> **ACTION ITEM**:
Check each line of the material for the string "this", and copy the lines that have it.

• • • •

//! The goreplay receiver a Refinery runs: its Service, its Deployment and the
//! command line that routes received traffic to the output silos

use crate::controller::ReconcileError;
use crate::crd::refinery::{Refinery, RefinerySpec};
use k8s_openapi::api::apps::v1::{Deployment, DeploymentSpec};
use k8s_openapi::api::core::v1::{
    Container, ContainerPort, PodSpec, PodTemplateSpec, ResourceRequirements, Service, ServicePort,
    ServiceSpec,
};
use k8s_openapi::apimachinery::pkg::api::resource::Quantity;
use k8s_openapi::apimachinery::pkg::apis::meta::v1::{LabelSelector, ObjectMeta, OwnerReference};
use k8s_openapi::apimachinery::pkg::util::intstr::IntOrString;
use kube::{Resource, ResourceExt};
use std::collections::BTreeMap;

/// Port the receiver listens on; shadows forward to it
pub const RECEIVER_PORT: u16 = 28020;
pub const RECEIVER_CONTAINER: &str = "goreplay";
pub const DEFAULT_RECEIVER_IMAGE: &str = "buger/goreplay:latest";
pub const DEFAULT_PULL_POLICY: &str = "Always";
pub const APP_LABEL: &str = "kubereplay-app";

/// Name shared by a Refinery's Service and Deployment
pub fn refinery_service_name(refinery: &str) -> String {
    format!("refinery-{}", refinery)
}

fn app_labels(refinery: &str) -> BTreeMap<String, String> {
    BTreeMap::from([(APP_LABEL.to_string(), refinery.to_string())])
}

/// goreplay arguments for a validated spec
///
/// Input first, then one flag group per enabled silo in a fixed order (file, tcp,
/// stdout, http, elasticsearch, kafka), then the HTTP tuning flags.
pub fn receiver_args(spec: &RefinerySpec) -> Vec<String> {
    let mut args = vec!["-input-tcp".to_string(), format!(":{}", RECEIVER_PORT)];
    let mut flag = |name: &str, value: Option<String>| {
        args.push(name.to_string());
        if let Some(value) = value {
            args.push(value);
        }
    };

    if let Some(storage) = &spec.storage {
        if let Some(file) = storage.file.as_ref().filter(|s| s.enabled) {
            flag("-output-file", Some(file.filename.clone()));
            if file.append {
                flag("-output-file-append", None);
            }
            if let Some(interval) = file.flush_interval.as_ref().filter(|v| !v.is_empty()) {
                flag("-output-file-flush-interval", Some(interval.clone()));
            }
            if file.queue_size > 0 {
                flag("-output-file-queue-limit", Some(file.queue_size.to_string()));
            }
            if let Some(limit) = file.file_limit.as_ref().filter(|v| !v.is_empty()) {
                flag("-output-file-size-limit", Some(limit.clone()));
            }
        }
        if let Some(tcp) = storage.tcp.as_ref().filter(|s| s.enabled) {
            flag("-output-tcp", Some(tcp.uri.clone()));
        }
        if storage.stdout.as_ref().is_some_and(|s| s.enabled) {
            flag("-output-stdout", None);
        }
        if let Some(http) = storage.http.as_ref().filter(|s| s.enabled) {
            flag("-output-http", Some(http.uri.clone()));
            if http.debug {
                flag("-output-http-debug", None);
            }
            if http.response_buffer > 0 {
                flag("-output-http-response-buffer", Some(http.response_buffer.to_string()));
            }
        }
        if let Some(es) = storage.elasticsearch.as_ref().filter(|s| s.enabled) {
            flag("-output-http-elasticsearch", Some(es.uri.clone()));
        }
        if let Some(kafka) = storage.kafka.as_ref().filter(|s| s.enabled) {
            flag("-output-kafka-host", Some(kafka.uri.clone()));
            if kafka.json {
                flag("-output-kafka-json-format", None);
            }
            if let Some(topic) = kafka.topic.as_ref().filter(|v| !v.is_empty()) {
                flag("-output-kafka-topic", Some(topic.clone()));
            }
        }
    }

    if spec.workers > 0 {
        flag("-output-http-workers", Some(spec.workers.to_string()));
    }
    if let Some(timeout) = spec.timeout.as_ref().filter(|v| !v.is_empty()) {
        flag("-output-http-timeout", Some(timeout.clone()));
    }
    args
}

fn default_resources() -> ResourceRequirements {
    let minimal = BTreeMap::from([
        ("cpu".to_string(), Quantity("10m".to_string())),
        ("memory".to_string(), Quantity("64Mi".to_string())),
    ]);
    ResourceRequirements {
        requests: Some(minimal.clone()),
        limits: Some(minimal),
        ..Default::default()
    }
}

fn owner_reference(refinery: &Refinery) -> Result<OwnerReference, ReconcileError> {
    refinery
        .controller_owner_ref(&())
        .ok_or_else(|| ReconcileError::MissingUid(refinery.name_any()))
}

/// True when `candidate` was created for this Refinery
pub fn is_owned_by(candidate: &Deployment, refinery: &Refinery) -> bool {
    let Some(uid) = refinery.metadata.uid.as_deref() else {
        return false;
    };
    candidate.owner_references().iter().any(|o| o.uid == uid)
}

fn metadata(refinery: &Refinery) -> Result<ObjectMeta, ReconcileError> {
    let name = refinery.name_any();
    Ok(ObjectMeta {
        name: Some(refinery_service_name(&name)),
        namespace: refinery.namespace(),
        labels: Some(app_labels(&name)),
        owner_references: Some(vec![owner_reference(refinery)?]),
        ..Default::default()
    })
}

/// ClusterIP Service in front of the receiver pods
pub fn build_service(refinery: &Refinery) -> Result<Service, ReconcileError> {
    let name = refinery.name_any();
    Ok(Service {
        metadata: metadata(refinery)?,
        spec: Some(ServiceSpec {
            type_: Some("ClusterIP".to_string()),
            selector: Some(app_labels(&name)),
            ports: Some(vec![ServicePort {
                name: Some("goreplay".to_string()),
                protocol: Some("TCP".to_string()),
                port: i32::from(RECEIVER_PORT),
                target_port: Some(IntOrString::Int(i32::from(RECEIVER_PORT))),
                ..Default::default()
            }]),
            ..Default::default()
        }),
        ..Default::default()
    })
}

fn receiver_container(spec: &RefinerySpec) -> Container {
    let goreplay = spec.goreplay.as_ref();
    Container {
        name: RECEIVER_CONTAINER.to_string(),
        image: Some(
            goreplay
                .and_then(|g| g.image.clone())
                .filter(|i| !i.is_empty())
                .unwrap_or_else(|| DEFAULT_RECEIVER_IMAGE.to_string()),
        ),
        image_pull_policy: Some(
            goreplay
                .and_then(|g| g.image_pull_policy.clone())
                .filter(|p| !p.is_empty())
                .unwrap_or_else(|| DEFAULT_PULL_POLICY.to_string()),
        ),
        args: Some(receiver_args(spec)),
        ports: Some(vec![ContainerPort {
            name: Some("tcp".to_string()),
            protocol: Some("TCP".to_string()),
            container_port: i32::from(RECEIVER_PORT),
            ..Default::default()
        }]),
        resources: Some(spec.resources.clone().unwrap_or_else(default_resources)),
        ..Default::default()
    }
}

/// Single-replica Deployment running the receiver
pub fn build_receiver(refinery: &Refinery) -> Result<Deployment, ReconcileError> {
    let name = refinery.name_any();
    let pull_secrets = refinery
        .spec
        .goreplay
        .as_ref()
        .map(|g| g.image_pull_secrets.clone())
        .filter(|s| !s.is_empty());

    Ok(Deployment {
        metadata: metadata(refinery)?,
        spec: Some(DeploymentSpec {
            replicas: Some(1),
            selector: LabelSelector {
                match_labels: Some(app_labels(&name)),
                ..Default::default()
            },
            template: PodTemplateSpec {
                metadata: Some(ObjectMeta {
                    labels: Some(app_labels(&name)),
                    ..Default::default()
                }),
                spec: Some(PodSpec {
                    image_pull_secrets: pull_secrets,
                    containers: vec![receiver_container(&refinery.spec)],
                    ..Default::default()
                }),
            },
            ..Default::default()
        }),
        ..Default::default()
    })
}

fn pod_spec(deployment: &Deployment) -> Option<&PodSpec> {
    deployment.spec.as_ref()?.template.spec.as_ref()
}

fn find_receiver(pod: &PodSpec) -> Option<&Container> {
    pod.containers.iter().find(|c| c.name == RECEIVER_CONTAINER)
}

/// True when the live receiver no longer runs what `desired` describes
///
/// Only fields this controller sets are compared; server defaults are ignored.
pub fn receiver_drifted(live: &Deployment, desired: &Deployment) -> bool {
    let (Some(live_pod), Some(desired_pod)) = (pod_spec(live), pod_spec(desired)) else {
        return true;
    };
    if live_pod.image_pull_secrets.as_ref().filter(|s| !s.is_empty())
        != desired_pod.image_pull_secrets.as_ref()
    {
        return true;
    }

    match (find_receiver(live_pod), find_receiver(desired_pod)) {
        (Some(live), Some(desired)) => {
            live.image != desired.image
                || live.image_pull_policy != desired.image_pull_policy
                || live.args != desired.args
                || live.ports != desired.ports
                || live.resources != desired.resources
        }
        _ => true,
    }
}

/// Bring `live` to the desired receiver container, keeping everything else,
/// including a replica count someone scaled by hand
pub fn apply_receiver(live: &mut Deployment, desired: &Deployment) {
    let Some(desired_pod) = pod_spec(desired) else {
        return;
    };
    let Some(desired_container) = find_receiver(desired_pod) else {
        return;
    };

    let spec = live.spec.get_or_insert_with(Default::default);
    let pod = spec.template.spec.get_or_insert_with(Default::default);
    pod.image_pull_secrets = desired_pod.image_pull_secrets.clone();
    match pod.containers.iter_mut().find(|c| c.name == RECEIVER_CONTAINER) {
        Some(container) => {
            container.image = desired_container.image.clone();
            container.image_pull_policy = desired_container.image_pull_policy.clone();
            container.args = desired_container.args.clone();
            container.ports = desired_container.ports.clone();
            container.resources = desired_container.resources.clone();
        }
        None => pod.containers.push(desired_container.clone()),
    }
}
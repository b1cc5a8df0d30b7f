use crate::controller::harvester::NOT_LEADER_REQUEUE;
use crate::controller::retry::with_conflict_retry;
use crate::controller::store::StoreError;
use crate::controller::{Context, ReconcileError};
use crate::crd::refinery::{Refinery, RefineryStatus};
use kube::runtime::controller::Action;
use kube::ResourceExt;
use std::sync::Arc;
use tracing::{debug, error, info, warn};

use super::receiver::{
    apply_receiver, build_receiver, build_service, is_owned_by, receiver_drifted,
    refinery_service_name, RECEIVER_PORT,
};
use super::validation::validate_refinery;

/// Failure backoff key; kept apart from Harvester keys of the same name
pub fn refinery_key(namespace: &str, name: &str) -> String {
    format!("refinery:{}/{}", namespace, name)
}

/// Reconcile a Refinery
///
/// Ensures the receiver Service and Deployment exist and run the spec's command
/// line, then marks the Refinery deployed. Runs on every change, not only once.
pub async fn reconcile_refinery(refinery: Arc<Refinery>, ctx: Arc<Context>) -> Result<Action, ReconcileError> {
    if !ctx.should_reconcile() {
        debug!(refinery = ?refinery.name_any(), "Skipping reconciliation - not leader");
        return Ok(Action::requeue(NOT_LEADER_REQUEUE));
    }

    let namespace = refinery
        .namespace()
        .ok_or(ReconcileError::MissingNamespace)?;
    let name = refinery.name_any();

    let result = deploy_refinery(&namespace, &name, &ctx).await;
    match &result {
        Ok(_) => ctx.failure_backoff.reset(&refinery_key(&namespace, &name)),
        Err(e) => error!(refinery = ?name, namespace = ?namespace, error = %e, "Refinery reconcile failed"),
    }
    result
}

pub fn refinery_error_policy(refinery: Arc<Refinery>, error: &ReconcileError, ctx: Arc<Context>) -> Action {
    let key = refinery_key(&refinery.namespace().unwrap_or_default(), &refinery.name_any());
    let delay = ctx.failure_backoff.next_delay(&key);
    warn!(refinery = %key, retry_in = ?delay, "Reconcile error (will retry): {:?}", error);
    Action::requeue(delay)
}

async fn deploy_refinery(namespace: &str, name: &str, ctx: &Context) -> Result<Action, ReconcileError> {
    let Some(refinery) = ctx.store.get_refinery(namespace, name).await? else {
        info!(refinery = ?name, namespace = ?namespace, "Refinery no longer exists");
        ctx.failure_backoff.reset(&refinery_key(namespace, name));
        return Ok(Action::await_change());
    };

    if let Err(validation_error) = validate_refinery(&refinery.spec) {
        error!(refinery = ?name, error = ?validation_error, "Refinery spec validation failed");
        persist_refinery_status(ctx, namespace, name, false, &validation_error).await?;
        return Err(ReconcileError::ValidationError(validation_error));
    }

    ensure_service(ctx, namespace, &refinery).await?;
    ensure_receiver(ctx, namespace, &refinery).await?;

    let message = format!(
        "receiving on {}.{}:{}",
        refinery_service_name(name),
        namespace,
        RECEIVER_PORT
    );
    persist_refinery_status(ctx, namespace, name, true, &message).await?;

    Ok(Action::requeue(ctx.resync))
}

async fn ensure_service(ctx: &Context, namespace: &str, refinery: &Refinery) -> Result<(), ReconcileError> {
    let service_name = refinery_service_name(&refinery.name_any());
    if ctx.store.get_service(namespace, &service_name).await?.is_some() {
        return Ok(());
    }

    let service = build_service(refinery)?;
    match ctx.store.create_service(namespace, &service).await {
        Ok(_) => {
            info!(refinery = ?refinery.name_any(), service = ?service_name, "Created receiver service");
            if let Some(ref metrics) = ctx.metrics {
                metrics.record_refinery_resource_created("service");
            }
            Ok(())
        }
        Err(StoreError::AlreadyExists(_)) => Ok(()),
        Err(e) => Err(e.into()),
    }
}

enum ReceiverUpdate {
    Unchanged,
    Updated,
    Foreign,
}

async fn ensure_receiver(ctx: &Context, namespace: &str, refinery: &Refinery) -> Result<(), ReconcileError> {
    let desired = build_receiver(refinery)?;
    let deployment_name = desired.name_any();

    if ctx.store.get_deployment(namespace, &deployment_name).await?.is_none() {
        match ctx.store.create_deployment(namespace, &desired).await {
            Ok(_) => {
                info!(refinery = ?refinery.name_any(), deployment = ?deployment_name, "Created receiver deployment");
                if let Some(ref metrics) = ctx.metrics {
                    metrics.record_refinery_resource_created("deployment");
                }
                return Ok(());
            }
            // created since the read, compare it below
            Err(StoreError::AlreadyExists(_)) => {}
            Err(e) => return Err(e.into()),
        }
    }

    let update = with_conflict_retry(&ctx.conflict_backoff, "update receiver", || async {
        let mut latest = ctx
            .store
            .get_deployment(namespace, &deployment_name)
            .await?
            .ok_or_else(|| StoreError::NotFound(format!("deployment {}/{}", namespace, deployment_name)))?;
        if !is_owned_by(&latest, refinery) {
            return Ok(ReceiverUpdate::Foreign);
        }
        if !receiver_drifted(&latest, &desired) {
            return Ok(ReceiverUpdate::Unchanged);
        }

        apply_receiver(&mut latest, &desired);
        ctx.store.replace_deployment(namespace, &latest).await?;
        Ok(ReceiverUpdate::Updated)
    })
    .await?;

    match update {
        ReceiverUpdate::Unchanged => {
            debug!(refinery = ?refinery.name_any(), "Receiver up to date");
            Ok(())
        }
        ReceiverUpdate::Updated => {
            info!(refinery = ?refinery.name_any(), deployment = ?deployment_name, "Updated receiver");
            Ok(())
        }
        ReceiverUpdate::Foreign => Err(ReconcileError::ReceiverNameTaken(deployment_name)),
    }
}

/// Write `deployed` and `message` against the freshest Refinery; no write when
/// nothing changed
async fn persist_refinery_status(
    ctx: &Context,
    namespace: &str,
    name: &str,
    deployed: bool,
    message: &str,
) -> Result<(), StoreError> {
    with_conflict_retry(&ctx.conflict_backoff, "update refinery status", || async {
        let Some(mut latest) = ctx.store.get_refinery(namespace, name).await? else {
            return Ok(());
        };

        let desired = RefineryStatus {
            deployed,
            message: Some(message.to_string()),
            observed_generation: latest.metadata.generation,
        };
        if latest.status.as_ref() == Some(&desired) {
            return Ok(());
        }

        latest.status = Some(desired);
        ctx.store.update_refinery_status(&latest).await?;
        Ok(())
    })
    .await
}
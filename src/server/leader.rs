//! Lease-based leader election
//!
//! With several controller replicas running, only the holder of a
//! `coordination.k8s.io/v1` Lease reconciles Harvesters. The others keep their
//! watches warm and take over once the lease expires.

use crate::server::shutdown::ShutdownSignal;
use chrono::{DateTime, Utc};
use k8s_openapi::api::coordination::v1::{Lease, LeaseSpec};
use k8s_openapi::apimachinery::pkg::apis::meta::v1::{MicroTime, ObjectMeta};
use kube::api::{Api, PostParams};
use kube::Client;
use std::sync::atomic::{AtomicBool, Ordering};
use std::sync::Arc;
use std::time::Duration;
use tracing::{debug, info, warn};

pub const DEFAULT_LEASE_NAME: &str = "kubereplay-controller-leader";
pub const DEFAULT_LEASE_NAMESPACE: &str = "kubereplay-system";
pub const DEFAULT_LEASE_TTL: Duration = Duration::from_secs(15);
pub const DEFAULT_RENEW_INTERVAL: Duration = Duration::from_secs(5);

/// Whether this instance currently holds the lease; clones share the flag
#[derive(Debug, Clone, Default)]
pub struct LeaderState {
    is_leader: Arc<AtomicBool>,
}

impl LeaderState {
    pub fn new() -> Self {
        Self::default()
    }

    pub fn is_leader(&self) -> bool {
        self.is_leader.load(Ordering::SeqCst)
    }

    pub fn set_leader(&self, leader: bool) {
        self.is_leader.store(leader, Ordering::SeqCst);
    }
}

#[derive(Debug, Clone)]
pub struct LeaderConfig {
    pub holder_id: String,
    pub lease_name: String,
    pub lease_namespace: String,
    pub lease_duration_seconds: i32,
    pub renew_interval: Duration,
}

impl LeaderConfig {
    /// Identity from `POD_NAME`, then `HOSTNAME`, then a random id;
    /// lease namespace from `POD_NAMESPACE`
    pub fn from_env() -> Self {
        let holder_id = std::env::var("POD_NAME")
            .or_else(|_| std::env::var("HOSTNAME"))
            .unwrap_or_else(|_| format!("kubereplay-{}", uuid::Uuid::new_v4()));
        let lease_namespace = std::env::var("POD_NAMESPACE")
            .unwrap_or_else(|_| DEFAULT_LEASE_NAMESPACE.to_string());

        Self {
            holder_id,
            lease_name: DEFAULT_LEASE_NAME.to_string(),
            lease_namespace,
            lease_duration_seconds: DEFAULT_LEASE_TTL.as_secs() as i32,
            renew_interval: DEFAULT_RENEW_INTERVAL,
        }
    }
}

/// A lease missing either its renew time or its duration counts as expired
pub fn is_lease_expired(
    renew_time: Option<&MicroTime>,
    lease_duration_seconds: Option<i32>,
    now: DateTime<Utc>,
) -> bool {
    match (renew_time, lease_duration_seconds) {
        (Some(MicroTime(renewed)), Some(seconds)) => {
            now > *renewed + chrono::Duration::seconds(i64::from(seconds))
        }
        _ => true,
    }
}

fn is_conflict(err: &kube::Error) -> bool {
    matches!(err, kube::Error::Api(resp) if resp.code == 409)
}

fn holder(lease: &Lease) -> Option<&str> {
    lease.spec.as_ref().and_then(|s| s.holder_identity.as_deref())
}

/// One election round; returns whether we hold the lease afterwards
async fn try_acquire_or_renew(api: &Api<Lease>, config: &LeaderConfig) -> Result<bool, kube::Error> {
    let now = MicroTime(Utc::now());

    let Some(existing) = api.get_opt(&config.lease_name).await? else {
        let lease = Lease {
            metadata: ObjectMeta {
                name: Some(config.lease_name.clone()),
                namespace: Some(config.lease_namespace.clone()),
                ..Default::default()
            },
            spec: Some(LeaseSpec {
                holder_identity: Some(config.holder_id.clone()),
                lease_duration_seconds: Some(config.lease_duration_seconds),
                acquire_time: Some(now.clone()),
                renew_time: Some(now),
                lease_transitions: Some(0),
                ..Default::default()
            }),
        };
        return match api.create(&PostParams::default(), &lease).await {
            Ok(_) => Ok(true),
            Err(e) if is_conflict(&e) => Ok(false),
            Err(e) => Err(e),
        };
    };

    let ours = holder(&existing) == Some(config.holder_id.as_str());
    let spec = existing.spec.clone().unwrap_or_default();
    if !ours && !is_lease_expired(spec.renew_time.as_ref(), spec.lease_duration_seconds, now.0) {
        debug!(holder = ?holder(&existing), "Lease held by another instance");
        return Ok(false);
    }

    let mut updated = existing.clone();
    let updated_spec = updated.spec.get_or_insert_with(Default::default);
    if !ours {
        updated_spec.holder_identity = Some(config.holder_id.clone());
        updated_spec.acquire_time = Some(now.clone());
        updated_spec.lease_transitions = Some(spec.lease_transitions.unwrap_or(0) + 1);
    }
    updated_spec.lease_duration_seconds = Some(config.lease_duration_seconds);
    updated_spec.renew_time = Some(now);

    match api
        .replace(&config.lease_name, &PostParams::default(), &updated)
        .await
    {
        Ok(_) => Ok(true),
        Err(e) if is_conflict(&e) => Ok(false),
        Err(e) => Err(e),
    }
}

async fn release(api: &Api<Lease>, config: &LeaderConfig) {
    let lease = match api.get_opt(&config.lease_name).await {
        Ok(Some(lease)) => lease,
        Ok(None) => return,
        Err(e) => {
            warn!(error = %e, "Failed to read lease for release");
            return;
        }
    };
    if holder(&lease) != Some(config.holder_id.as_str()) {
        return;
    }

    let mut updated = lease;
    if let Some(ref mut spec) = updated.spec {
        spec.holder_identity = None;
    }
    match api
        .replace(&config.lease_name, &PostParams::default(), &updated)
        .await
    {
        Ok(_) => info!("Released leader lease"),
        Err(e) => warn!(error = %e, "Failed to release leader lease"),
    }
}

/// Keep competing for the lease until shutdown, updating `state` each round
///
/// Errors talking to the API server drop leadership until the next successful
/// round, so two instances never reconcile at once.
pub async fn run_leader_election(
    client: Client,
    config: LeaderConfig,
    state: LeaderState,
    mut shutdown: ShutdownSignal,
) {
    let api: Api<Lease> = Api::namespaced(client, &config.lease_namespace);

    loop {
        let leader = match try_acquire_or_renew(&api, &config).await {
            Ok(leader) => leader,
            Err(e) => {
                warn!(error = %e, "Leader election round failed");
                false
            }
        };

        if leader != state.is_leader() {
            if leader {
                info!(holder_id = %config.holder_id, "Acquired leadership");
            } else {
                warn!(holder_id = %config.holder_id, "Lost leadership");
            }
        }
        state.set_leader(leader);

        tokio::select! {
            _ = tokio::time::sleep(config.renew_interval) => {}
            _ = shutdown.wait() => break,
        }
    }

    if state.is_leader() {
        release(&api, &config).await;
        state.set_leader(false);
    }
}
pub mod clock;
pub mod harvester;
pub mod refinery;
pub mod retry;
pub mod store;

pub use harvester::{error_policy, reconcile, Context, ReconcileError};
pub use refinery::{reconcile_refinery, refinery_error_policy};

• • • •

> **TASK SOLUTION**:
/// True when `candidate` was created for this Refinery
/// Only fields this controller sets are compared; server defaults are ignored.
/// Whether this instance currently holds the lease; clones share the flag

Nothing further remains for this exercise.